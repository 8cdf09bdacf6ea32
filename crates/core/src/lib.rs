//! Core game logic module - pure, deterministic, and testable
//!
//! This module contains all the game rules, state management, and timing logic.
//! It has **zero dependencies** on terminals, files or audio devices, making it:
//!
//! - **Deterministic**: Same seed produces identical deals and refills
//! - **Testable**: Time is injected, so every delay can be stepped in tests
//! - **Portable**: Can run in any environment (terminal, GUI, headless)
//!
//! # Module Structure
//!
//! - [`board`]: 5x4 card grid with adjacency, slide and refill
//! - [`judge`]: Classifies a two-card selection
//! - [`type_pool`]: Card types in play as matches accumulate
//! - [`scoring`]: Combo multiplier with decay, score and best score
//! - [`game_state`]: Turn state machine and the timed match resolution
//! - [`snapshot`]: Read-only view handed to renderers
//! - [`ports`]: Renderer, sound, settings and clock seams
//! - [`controller`]: Binds a game to its ports
//! - [`rng`]: Seedable random source
//!
//! # Game Rules
//!
//! - **Pairs**: Two equal cards in touching slots (diagonals count) form a match
//! - **Resolution**: Matched cards show for 400ms, then vanish; the rest slide
//!   toward the top-left, pause 100ms, empty slots refill, pause 100ms
//! - **Refill**: New cards avoid types already sitting next to them
//! - **Game Over**: The board has no touching pair after a refill
//! - **Scoring**: `round(10 * multiplier)` per match; each match adds 0.5 to the
//!   multiplier (max 5.0), a miss resets it, and it decays over time
//! - **Type Pool**: Starts with 5 card types, one more every 5 matches (max 10)
//!
//! # Example
//!
//! ```
//! use pair_a_gone_core::{Board, GameState, SelectOutcome};
//!
//! let board = Board::from_layout("00... ..... ..... .....").unwrap();
//! let mut game = GameState::with_board(12345, 0, board);
//!
//! assert_eq!(game.select(0, 0), SelectOutcome::Selected);
//! assert_eq!(game.select(1, 0), SelectOutcome::Matched);
//!
//! // The pair is removed once its 400ms animation is over.
//! game.update(400);
//! assert_eq!(game.score(), 15);
//! ```

pub mod board;
pub mod controller;
pub mod game_state;
pub mod judge;
pub mod ports;
pub mod rng;
pub mod scoring;
pub mod snapshot;
pub mod type_pool;

pub use pair_a_gone_types as types;

// Re-export commonly used types for convenience
pub use board::{adjacent, neighbors, Board};
pub use controller::Controller;
pub use game_state::{GameEvent, GameState, Phase, ResolveStage, SelectOutcome};
pub use judge::{judge, MatchOutcome};
pub use ports::{
    Clock, ManualClock, MemorySettingsStore, RecordingRenderer, RecordingSound,
    Renderer, SettingsStore, SoundPlayer, SystemClock,
};
pub use rng::GameRng;
pub use scoring::{Multiplier, ScoreBoard};
pub use snapshot::GameSnapshot;
pub use type_pool::{available_types, type_count};
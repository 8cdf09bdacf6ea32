//! Core types module - shared data structures and constants
//!
//! This module defines the fundamental types used throughout the application.
//! All types are pure data structures with no external dependencies, making them
//! usable in any context (core logic, terminal rendering, input mapping).
//!
//! # Grid Dimensions
//!
//! The playfield is a fixed 5x4 grid of card slots:
//!
//! - **Columns**: 5 (indexed 0-4)
//! - **Rows**: 4 (indexed 0-3)
//! - **Slots**: 20, row-major (`row * GRID_COLS + col`)
//!
//! # Timing Constants
//!
//! Timing values are in milliseconds:
//!
//! | Constant | Value | Description |
//! |----------|-------|-------------|
//! | `MATCH_ANIMATION_MS` | 400 | Matched cards stay marked before removal |
//! | `SLIDE_PAUSE_MS` | 100 | Pause between slide and refill |
//! | `REFILL_PAUSE_MS` | 100 | Pause between refill and the end-of-game check |
//! | `INVALID_FLASH_MS` | 300 | Mismatched pair flash duration |
//! | `DECAY_TICK_MS` | 100 | Multiplier decay interval |
//! | `HIGH_SCORE_CUE_DELAY_MS` | 500 | Fanfare delay after game over |
//!
//! # Examples
//!
//! ```
//! use pair_a_gone_types::{CardType, GameAction, SoundCue, CARD_TYPES, TOTAL_SLOTS};
//!
//! assert_eq!(CARD_TYPES.len(), 10);
//! assert_eq!(TOTAL_SLOTS, 20);
//!
//! let star = CardType::from_name("star").unwrap();
//! assert_eq!(star.glyph, "⭐");
//!
//! assert_eq!(GameAction::ToggleSound.as_str(), "toggleSound");
//! assert_eq!(SoundCue::ComboLost.as_str(), "comboLost");
//! ```

/// Grid width in slots (5 columns)
pub const GRID_COLS: usize = 5;

/// Grid height in slots (4 rows)
pub const GRID_ROWS: usize = 4;

/// Total number of card slots (20)
pub const TOTAL_SLOTS: usize = GRID_COLS * GRID_ROWS;

/// Base points for one matched pair, before the multiplier.
pub const POINTS_PER_MATCH: u32 = 10;

/// Number of card types in play at the start of a game.
pub const BASE_TYPE_COUNT: usize = 5;

/// One more card type joins the pool every this many matches.
pub const MATCHES_PER_NEW_TYPE: u32 = 5;

/// How long a matched pair stays marked before it is removed (400ms).
pub const MATCH_ANIMATION_MS: u64 = 400;

/// Pause after sliding, before empty slots are refilled (100ms).
pub const SLIDE_PAUSE_MS: u64 = 100;

/// Pause after refilling, before the valid-move check (100ms).
pub const REFILL_PAUSE_MS: u64 = 100;

/// How long a mismatched pair is flagged invalid (300ms).
pub const INVALID_FLASH_MS: u64 = 300;

/// Delay between the game-over cue and the high score fanfare (500ms).
pub const HIGH_SCORE_CUE_DELAY_MS: u64 = 500;

/// Multiplier decay tick interval (100ms).
pub const DECAY_TICK_MS: u64 = 100;

/// Multiplier floor.
pub const MULTIPLIER_MIN: f64 = 1.0;

/// Multiplier ceiling.
pub const MULTIPLIER_MAX: f64 = 5.0;

/// Multiplier gain per successful match.
pub const MULTIPLIER_STEP: f64 = 0.5;

/// Multiplier decay per second at combo 0.
pub const MULTIPLIER_DECAY_PER_SEC: f64 = 0.075;

/// Extra decay speed per combo step (10% per consecutive match).
pub const COMBO_DECAY_FACTOR: f64 = 0.1;

/// Combo count from which the `combo` cue fires.
pub const COMBO_CUE_THRESHOLD: u32 = 2;


/// A matchable card symbol.
///
/// Two cards match when their names are equal; the glyph is presentation only.
#[derive(Debug, Clone, Copy, PartialEq, Eq, Hash)]
pub struct CardType {
    pub name: &'static str,
    pub glyph: &'static str,
}

impl CardType {
    pub const fn new(name: &'static str, glyph: &'static str) -> Self {
        Self { name, glyph }
    }

    /// Look up a roster entry by name (case-insensitive)
    pub fn from_name(name: &str) -> Option<Self> {
        CARD_TYPES
            .iter()
            .copied()
            .find(|t| t.name.eq_ignore_ascii_case(name))
    }

    /// Position of this type in [`CARD_TYPES`].
    ///
    /// Types outside the roster report `CARD_TYPES.len()`.
    pub fn ordinal(&self) -> usize {
        CARD_TYPES
            .iter()
            .position(|t| t.name == self.name)
            .unwrap_or(CARD_TYPES.len())
    }

    /// Whether two cards form a pair.
    pub fn same_kind(&self, other: &CardType) -> bool {
        self.name == other.name
    }
}

/// Size of the full card roster.
pub const CARD_TYPE_COUNT: usize = 10;

/// The fixed, ordered card roster.
///
/// The active pool is always a prefix of this list (see `type_pool` in core).
pub const CARD_TYPES: [CardType; CARD_TYPE_COUNT] = [
    CardType::new("Mario", "🧢"),
    CardType::new("Mushroom", "🍄"),
    CardType::new("Fire Flower", "🌸"),
    CardType::new("Star", "⭐"),
    CardType::new("Cloud", "☁️"),
    CardType::new("Luigi", "💚"),
    CardType::new("Goomba", "🟤"),
    CardType::new("Bowser", "🐢"),
    CardType::new("Boo", "👻"),
    CardType::new("Yoshi", "🦖"),
];

/// A slot on the grid
///
/// - `None`: Empty slot
/// - `Some(CardType)`: Slot holding a card
pub type Slot = Option<CardType>;

/// Visual state of a slot, reported to renderers.
#[derive(Debug, Clone, Copy, PartialEq, Eq, Hash, Default)]
pub enum SlotMark {
    #[default]
    Normal,
    /// First card of a pending pair.
    Selected,
    /// Part of a matched pair waiting to be removed.
    Matched,
    /// Part of a rejected pair (short flash).
    Invalid,
}

/// Player actions that can be applied to the game
#[derive(Debug, Clone, Copy, PartialEq, Eq)]
pub enum GameAction {
    /// Select (or deselect) the card in a slot
    Select(usize),
    /// Start a fresh game
    Restart,
    /// Flip the sound setting
    ToggleSound,
}

impl GameAction {
    /// camelCase name, used in logs
    pub fn as_str(&self) -> &'static str {
        match self {
            GameAction::Select(_) => "select",
            GameAction::Restart => "restart",
            GameAction::ToggleSound => "toggleSound",
        }
    }
}

/// Discrete sound cues emitted by the game.
#[derive(Debug, Clone, Copy, PartialEq, Eq, Hash)]
pub enum SoundCue {
    Select,
    Match,
    Invalid,
    Slide,
    Deal,
    GameOver,
    Combo,
    ComboLost,
    HighScore,
}

impl SoundCue {
    pub const ALL: [SoundCue; 9] = [
        SoundCue::Select,
        SoundCue::Match,
        SoundCue::Invalid,
        SoundCue::Slide,
        SoundCue::Deal,
        SoundCue::GameOver,
        SoundCue::Combo,
        SoundCue::ComboLost,
        SoundCue::HighScore,
    ];

    pub fn as_str(&self) -> &'static str {
        match self {
            SoundCue::Select => "select",
            SoundCue::Match => "match",
            SoundCue::Invalid => "invalid",
            SoundCue::Slide => "slide",
            SoundCue::Deal => "deal",
            SoundCue::GameOver => "gameover",
            SoundCue::Combo => "combo",
            SoundCue::ComboLost => "comboLost",
            SoundCue::HighScore => "highscore",
        }
    }

    pub fn from_str(s: &str) -> Option<Self> {
        SoundCue::ALL.into_iter().find(|c| c.as_str() == s)
    }
}

/// Convert a slot index into `(row, col)`.
///
/// # Examples
///
/// ```
/// use pair_a_gone_types::row_col;
///
/// assert_eq!(row_col(0), (0, 0));
/// assert_eq!(row_col(7), (1, 2));
/// assert_eq!(row_col(19), (3, 4));
/// ```
#[inline]
pub fn row_col(index: usize) -> (usize, usize) {
    (index / GRID_COLS, index % GRID_COLS)
}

***

• _What the exercise asks_
Of all the entries above, output exactly the lines between the one holding "pub const BASE_TYPE_COUNT: usize = 5;" and the one holding "is removed (400ms).", inclusive.

• _Worked solution_
pub const BASE_TYPE_COUNT: usize = 5;

/// One more card type joins the pool every this many matches.
pub const MATCHES_PER_NEW_TYPE: u32 = 5;

/// How long a matched pair stays marked before it is removed (400ms).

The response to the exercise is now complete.